- Excerpted records:
════

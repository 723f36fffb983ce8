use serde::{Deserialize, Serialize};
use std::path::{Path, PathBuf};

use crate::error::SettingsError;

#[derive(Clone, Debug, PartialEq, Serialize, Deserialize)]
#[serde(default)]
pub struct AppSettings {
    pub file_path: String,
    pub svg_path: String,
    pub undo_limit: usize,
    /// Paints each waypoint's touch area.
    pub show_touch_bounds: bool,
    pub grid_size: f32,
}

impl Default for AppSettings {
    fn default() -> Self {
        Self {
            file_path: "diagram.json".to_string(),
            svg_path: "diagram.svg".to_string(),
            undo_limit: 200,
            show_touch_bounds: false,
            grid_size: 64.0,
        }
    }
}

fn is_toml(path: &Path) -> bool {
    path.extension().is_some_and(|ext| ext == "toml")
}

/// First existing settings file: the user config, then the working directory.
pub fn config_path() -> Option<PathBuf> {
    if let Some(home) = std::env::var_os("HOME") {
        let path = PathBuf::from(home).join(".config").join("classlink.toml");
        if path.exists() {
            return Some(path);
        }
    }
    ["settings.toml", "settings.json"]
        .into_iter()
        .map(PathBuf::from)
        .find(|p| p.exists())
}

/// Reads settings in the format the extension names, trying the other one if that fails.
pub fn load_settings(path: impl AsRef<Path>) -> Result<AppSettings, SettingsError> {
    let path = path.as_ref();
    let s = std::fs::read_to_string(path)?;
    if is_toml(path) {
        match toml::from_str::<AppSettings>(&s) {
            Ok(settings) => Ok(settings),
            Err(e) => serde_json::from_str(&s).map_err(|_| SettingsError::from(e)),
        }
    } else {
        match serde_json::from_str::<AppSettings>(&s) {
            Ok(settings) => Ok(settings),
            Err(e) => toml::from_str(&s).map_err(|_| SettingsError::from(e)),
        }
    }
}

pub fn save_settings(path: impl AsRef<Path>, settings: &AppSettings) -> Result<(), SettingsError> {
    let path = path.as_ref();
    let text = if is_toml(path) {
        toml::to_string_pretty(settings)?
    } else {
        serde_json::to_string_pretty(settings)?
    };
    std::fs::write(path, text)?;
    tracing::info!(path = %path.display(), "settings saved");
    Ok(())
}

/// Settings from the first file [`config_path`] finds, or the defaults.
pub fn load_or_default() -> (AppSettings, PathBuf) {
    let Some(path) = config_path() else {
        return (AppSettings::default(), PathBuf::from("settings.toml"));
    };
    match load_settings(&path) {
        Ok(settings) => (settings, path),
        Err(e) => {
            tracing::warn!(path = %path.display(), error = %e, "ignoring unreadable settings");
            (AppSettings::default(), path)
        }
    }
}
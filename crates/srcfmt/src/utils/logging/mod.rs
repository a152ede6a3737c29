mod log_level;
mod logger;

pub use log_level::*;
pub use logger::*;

════

- Your assignment:
Beginning with the very first line of the material above, give each line again exactly, ending with the line that contains "if that fails.".

- Result of the exercise:
repository 723f36fffb983ce8
use serde::{Deserialize, Serialize};
use std::path::{Path, PathBuf};

use crate::error::SettingsError;

#[derive(Clone, Debug, PartialEq, Serialize, Deserialize)]
#[serde(default)]
pub struct AppSettings {
    pub file_path: String,
    pub svg_path: String,
    pub undo_limit: usize,
    /// Paints each waypoint's touch area.
    pub show_touch_bounds: bool,
    pub grid_size: f32,
}

impl Default for AppSettings {
    fn default() -> Self {
        Self {
            file_path: "diagram.json".to_string(),
            svg_path: "diagram.svg".to_string(),
            undo_limit: 200,
            show_touch_bounds: false,
            grid_size: 64.0,
        }
    }
}

fn is_toml(path: &Path) -> bool {
    path.extension().is_some_and(|ext| ext == "toml")
}

/// First existing settings file: the user config, then the working directory.
pub fn config_path() -> Option<PathBuf> {
    if let Some(home) = std::env::var_os("HOME") {
        let path = PathBuf::from(home).join(".config").join("classlink.toml");
        if path.exists() {
            return Some(path);
        }
    }
    ["settings.toml", "settings.json"]
        .into_iter()
        .map(PathBuf::from)
        .find(|p| p.exists())
}

/// Reads settings in the format the extension names, trying the other one if that fails.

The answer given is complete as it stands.